Not your typical M1 TICI3. How many more of these do u really want to see anyway?
Case in collaboration with the uber-dedicated and uber-awesome Dr. Sara Rostanski of Bellevue HHC Stroke Center, New York City
Demographics withheld. Presentation is acute quadriparesis progressing to locked in
CT on left, CTA on right. CT shows a “hypodense basilar sign” — a relatively hypodense area (white arrow) compared to normal slightly higher density of blood in the upper basilar that is similar to that of straight sinus for example. The same hypodense area is not opacified on CTA. All of this suggests that the problem is not an embolus — atheromatous occlusion is common in the mid-basilar segment, whereas emboli tend to lodge at the top of basilar.
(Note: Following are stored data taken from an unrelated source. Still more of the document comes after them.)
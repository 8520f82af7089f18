//! Application configuration.

use crate::error::{AppError, AppResult};
use jobstats_dashboard::DashboardConfig;
use jobstats_persistence::StoreConfig;
use serde::{Deserialize, Serialize};
use std::path::Path;

/// Environment variable naming the config file.
pub const CONFIG_PATH_ENV: &str = "JOBSTATS_CONFIG";

/// Config file used when neither `--config` nor `JOBSTATS_CONFIG` is given.
pub const DEFAULT_CONFIG_PATH: &str = "config/default.toml";

/// Prefix of per-key environment overrides, e.g. `JOBSTATS__DASHBOARD__PORT`.
const ENV_PREFIX: &str = "JOBSTATS";

/// Application configuration.
#[derive(Debug, Clone, Default, Serialize, Deserialize)]
pub struct AppConfig {
    /// Counter store configuration.
    #[serde(default)]
    pub storage: StoreConfig,
    /// Prometheus metrics configuration.
    #[serde(default)]
    pub metrics: MetricsConfig,
    /// HTTP API configuration.
    #[serde(default)]
    pub dashboard: DashboardConfig,
    /// Telemetry configuration.
    #[serde(default)]
    pub telemetry: TelemetryConfig,
}

/// Metrics configuration.
#[derive(Debug, Clone, Serialize, Deserialize)]
pub struct MetricsConfig {
    /// Prefix of every exported metric name.
    #[serde(default = "default_namespace")]
    pub namespace: String,
}

fn default_namespace() -> String {
    "jobstats".to_string()
}

impl Default for MetricsConfig {
    fn default() -> Self {
        Self {
            namespace: default_namespace(),
        }
    }
}

/// Telemetry configuration.
#[derive(Debug, Clone, Serialize, Deserialize)]
pub struct TelemetryConfig {
    /// Log level used when `RUST_LOG` is unset.
    #[serde(default = "default_log_level")]
    pub log_level: String,
}

fn default_log_level() -> String {
    "info".to_string()
}

impl Default for TelemetryConfig {
    fn default() -> Self {
        Self {
            log_level: default_log_level(),
        }
    }
}

impl AppConfig {
    /// Resolve the config path: explicit path > `JOBSTATS_CONFIG` > default.
    pub fn resolve_path(explicit: Option<String>) -> String {
        explicit
            .or_else(|| std::env::var(CONFIG_PATH_ENV).ok())
            .unwrap_or_else(|| DEFAULT_CONFIG_PATH.to_string())
    }

    /// Load the file at `path` (if it exists) with `JOBSTATS__*` overrides.
    ///
    /// A missing file is not an error; every section has defaults.
    pub fn load(path: &str) -> AppResult<Self> {
        if !Path::new(path).exists() {
            tracing::warn!(path = %path, "Config file not found, using defaults");
        }

        let config = ::config::Config::builder()
            .add_source(::config::File::new(path, ::config::FileFormat::Toml).required(false))
            .add_source(
                ::config::Environment::with_prefix(ENV_PREFIX)
                    .prefix_separator("__")
                    .separator("__")
                    .try_parsing(true),
            )
            .build()?;

        Ok(config.try_deserialize()?)
    }

    /// Load from a specific file, without environment overrides.
    pub fn from_file(path: &str) -> AppResult<Self> {
        let content = std::fs::read_to_string(path)
            .map_err(|e| AppError::Config(format!("Failed to read config: {e}")))?;

        Self::from_toml(&content)
    }

    /// Parse a TOML document.
    pub fn from_toml(content: &str) -> AppResult<Self> {
        toml::from_str(content)
            .map_err(|e| AppError::Config(format!("Failed to parse config: {e}")))
    }
}
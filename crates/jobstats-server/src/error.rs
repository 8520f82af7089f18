//! Application error types.

use thiserror::Error;

#[derive(Debug, Error)]
pub enum AppError {
    #[error("Configuration error: {0}")]
    Config(String),

    #[error("Stats error: {0}")]
    Stats(#[from] jobstats_core::StatsError),

    #[error("Registry error: {0}")]
    Registry(#[from] jobstats_stats::RegistryError),

    #[error("Telemetry error: {0}")]
    Telemetry(#[from] jobstats_telemetry::TelemetryError),

    #[error("Dashboard error: {0}")]
    Dashboard(#[from] jobstats_dashboard::DashboardError),

    #[error("Task failed: {0}")]
    Task(#[from] tokio::task::JoinError),

    #[error("IO error: {0}")]
    Io(#[from] std::io::Error),
}

impl From<::config::ConfigError> for AppError {
    fn from(e: ::config::ConfigError) -> Self {
        Self::Config(e.to_string())
    }
}

pub type AppResult<T> = Result<T, AppError>;
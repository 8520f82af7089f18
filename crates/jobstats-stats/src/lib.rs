//! Execution stats service and completion hook.
//!
//! - `StatsService`: derives day keys and reads trailing windows
//! - `CompletionHook`: fans a terminal execution out to the stats counter and
//!   the metrics sink, reporting each side effect separately
//! - `ExecutionRegistry`: tracks running executions and fires the hook exactly
//!   once per execution when it finishes

pub mod error;
pub mod hook;
pub mod registry;
pub mod service;

pub use error::{RegistryError, RegistryResult};
pub use hook::{CompletionHook, CompletionReport};
pub use registry::ExecutionRegistry;
pub use service::{Clock, StatsService};
//! Counter store contract.

use std::future::Future;

use jobstats_core::{DayKey, DayStat, StatsResult};
use tokio_util::sync::CancellationToken;

/// Durable owner of every per-day `DayStat`.
///
/// Implementations must apply `increment` as one indivisible read-modify-write
/// per day, must not serialize increments for different days behind a single
/// lock, and must hand out copies rather than references into their state.
pub trait CounterStore: Send + Sync {
    /// Add one success or one failure to `day`.
    ///
    /// Fails with `Cancelled` (and no effect) if `ctx` fires before the write
    /// starts, `StoreClosed` after `close`, and `StorageFailure` when the
    /// engine cannot complete the write.
    fn increment(
        &self,
        ctx: &CancellationToken,
        day: DayKey,
        success: bool,
    ) -> impl Future<Output = StatsResult<()>> + Send;

    /// Current record for `day`, all-zero if nothing was ever recorded.
    fn get(
        &self,
        ctx: &CancellationToken,
        day: DayKey,
    ) -> impl Future<Output = StatsResult<DayStat>> + Send;

    /// Every day with a persisted record, ascending.
    fn days(&self) -> StatsResult<Vec<DayKey>>;

    /// Release storage resources. Idempotent.
    fn close(&self) -> StatsResult<()>;

    fn is_closed(&self) -> bool;
}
Angio. Notice that there is no sharp cutoff (white arrow) and that there is a stenosis at AICA origin (arrowhead). Both suggest atheromatous disease
The 6F Sofia is advanced under aspiration beyond the level of occlusion — our standard technique to “ingest” clot
Look closely — notice how the mid-basilar is smaller in caliber — in fact the same caliber as the 6f Sofia (white arrows). This is what we call aspiration angioplasty — some plaque has been sucked up into the Sofia to create this tunnel. Hard to totally prove this is what happens but we think it does.
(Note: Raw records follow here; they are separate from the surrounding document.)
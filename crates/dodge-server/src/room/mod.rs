use dodge_lib::{net::Message, net::ProtocolError, PlayerId, RoomCode};
use thiserror::Error;
use tokio::sync::mpsc;

use crate::state::OwnedId;

use self::{
    room_actor::RoomActor,
    room_handle::{RoomHandle, RoomHandleProvider},
};

mod room_actor;
pub mod room_handle;

#[derive(Copy, Clone, Debug, Error, PartialEq, Eq)]
pub enum RoomError {
    #[error("Attempted to add a player to a full room")]
    RoomFull,
    #[error("Attempted to join a game already in progress")]
    NotJoinable,
    #[error("No color is left for another player")]
    NoColorAvailable,
    #[error("The game is already underway")]
    AlreadyStarted,
    #[error("No finished game to restart")]
    NotFinished,
    #[error("No game mode has been selected")]
    ModeNotSelected,
    #[error("Not every player is ready")]
    PlayersNotReady,
    #[error("Action attempted by Player {0:#} who is not in this room")]
    PlayerInvalid(PlayerId),
    #[error("Action attempted by Player {0:#} was invalid.")]
    InvalidAction(PlayerId),
    #[error("Non-host attempted a host-only action")]
    NeedsHost,
    #[error("The Room Handle is no longer connected to a room.")]
    HandleInvalid,
}

impl From<RoomError> for ProtocolError {
    fn from(v: RoomError) -> Self {
        Self::Message(v.to_string())
    }
}

pub type RoomResult<T> = Result<T, RoomError>;

/// An event fanned out to every member's connection task.
///
/// `origin` is set on relayed state (movement) so the originating member's
/// writer can skip echoing it back; everything else goes to the whole room.
#[derive(Clone, Debug)]
pub struct RoomEvent {
    pub origin: Option<PlayerId>,
    pub message: Message,
}

pub fn start_new_room(
    code: OwnedId<RoomCode>,
    host_id: PlayerId,
) -> (RoomHandleProvider, RoomHandle) {
    let (sender, receiver) = mpsc::channel(64);
    let weak_sender = sender.downgrade();
    let actor = RoomActor::new(receiver, code);
    let handle = RoomHandle {
        sender,
        player_id: host_id,
    };
    tokio::spawn(actor.run());

    (
        RoomHandleProvider {
            sender: weak_sender,
        },
        handle,
    )
}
There are bilateral duplicated SCAs, with a tight stenosis of the right upper one (black arrowhead). Again seen is AICA ostium origin stenosis (black arrow)
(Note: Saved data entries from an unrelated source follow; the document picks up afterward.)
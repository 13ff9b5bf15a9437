use std::{
    borrow::Borrow,
    fmt::{Debug, Display, Write},
    str::FromStr,
};

use rand::Rng;
use serde::{Deserialize, Serialize};
use thiserror::Error;

pub mod net;
pub mod player;
pub mod room;
pub mod sync;

pub const MAX_PLAYERS: usize = 5;

/// Playfield size every client simulates against.
pub const ARENA_WIDTH: f32 = 1000.0;
pub const ARENA_HEIGHT: f32 = 600.0;

// Newtype pattern for player ids
#[derive(Copy, Clone, PartialEq, Eq, Deserialize, Serialize, Hash)]
pub struct PlayerId(pub u32);

impl Debug for PlayerId {
    #[inline]
    fn fmt(&self, f: &mut std::fmt::Formatter<'_>) -> std::fmt::Result {
        <Self as Display>::fmt(self, f)
    }
}
impl Display for PlayerId {
    #[inline]
    fn fmt(&self, f: &mut std::fmt::Formatter<'_>) -> std::fmt::Result {
        // Always display IDs in hex
        write!(f, "{:#X}", self.0)
    }
}

impl From<u32> for PlayerId {
    #[inline]
    fn from(v: u32) -> Self {
        Self(v)
    }
}
impl From<PlayerId> for u32 {
    #[inline]
    fn from(v: PlayerId) -> Self {
        v.0
    }
}

impl Borrow<u32> for PlayerId {
    #[inline]
    fn borrow(&self) -> &u32 {
        &self.0
    }
}
impl PartialEq<u32> for PlayerId {
    #[inline]
    fn eq(&self, other: &u32) -> bool {
        self.0 == *other
    }
}

pub const ROOM_CODE_LEN: usize = 6;
const ROOM_CODE_CHARSET: &[u8] = b"ABCDEFGHIJKLMNOPQRSTUVWXYZ0123456789";

/// Short shareable code identifying an open room.
///
/// Always six characters from `A-Z0-9`. Codes are compared and stored
/// uppercase; [`FromStr`] normalizes lowercase input so codes survive being
/// read aloud or typed sloppily.
#[derive(Copy, Clone, PartialEq, Eq, Deserialize, Serialize, Hash)]
pub struct RoomCode([u8; ROOM_CODE_LEN]);

impl RoomCode {
    pub fn random<R: Rng>(rng: &mut R) -> Self {
        let mut code = [0; ROOM_CODE_LEN];
        for c in &mut code {
            *c = ROOM_CODE_CHARSET[rng.gen_range(0..ROOM_CODE_CHARSET.len())];
        }
        Self(code)
    }
}

impl Debug for RoomCode {
    #[inline]
    fn fmt(&self, f: &mut std::fmt::Formatter<'_>) -> std::fmt::Result {
        <Self as Display>::fmt(self, f)
    }
}
impl Display for RoomCode {
    fn fmt(&self, f: &mut std::fmt::Formatter<'_>) -> std::fmt::Result {
        // Both constructors guarantee ascii
        for &b in &self.0 {
            f.write_char(char::from(b))?;
        }
        Ok(())
    }
}

#[derive(Copy, Clone, Debug, Error, PartialEq, Eq)]
#[error("Room codes are six letters or digits")]
pub struct InvalidRoomCode;

impl FromStr for RoomCode {
    type Err = InvalidRoomCode;

    fn from_str(s: &str) -> Result<Self, Self::Err> {
        if s.len() != ROOM_CODE_LEN || !s.is_ascii() {
            return Err(InvalidRoomCode);
        }

        let mut code = [0; ROOM_CODE_LEN];
        for (slot, b) in code.iter_mut().zip(s.bytes()) {
            let b = b.to_ascii_uppercase();
            if !ROOM_CODE_CHARSET.contains(&b) {
                return Err(InvalidRoomCode);
            }
            *slot = b;
        }
        Ok(Self(code))
    }
}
When two AICAs are present, the lower one always goes to the hemisphere, and the upper one is the vermian one — also supplying top of midbrain, and often parts of quadrigeminal plate. It is typically much more eloquent than the lower SCAs. Normally, SCAs bifurcate into hemispheric and vermian branches anyway. The length of the SCA trunk before bifurcation varies — when there is no trunk at all, the two branches arise separately from the basilar. See SCA page for more info
All is well. Motor function is improving. Later same day, there is new diplopia and mental status decline. The astute Dr. Rostanski team calls another stroke code.
CTA shows basilar still patient. What’s up?
Look at the angio below carefully.
The upper right SCA (vermian branch is missing). There is corresponding hypodensity in the right midbrain (white oval)
New on left, old on right
comparable angles. notice also how the mid-basilar is a bit more irregular — atheromatous disease.
Why did the SCA go down? Snow plow effect? Probably the most likely reason
What are the options? IA lytics seem unlikely to work. Vessel too small for aspiration, even with an 027 catheter (see cases of that under the stroke section here). Too small for balloon angioplasty.
Our strategy is Trevo plasty — open a baby trevo across the stenosis, then re-sheath (do not pull — too stiff, angle may dissect SCA) and see
Stenosis at ostium
Post – resheathing beautiful image of vermian division SCA
Post stereo pair
Global post. Notice restoration of normal blush
Interesting, huh? Better than watching another M1 TICI3, agree?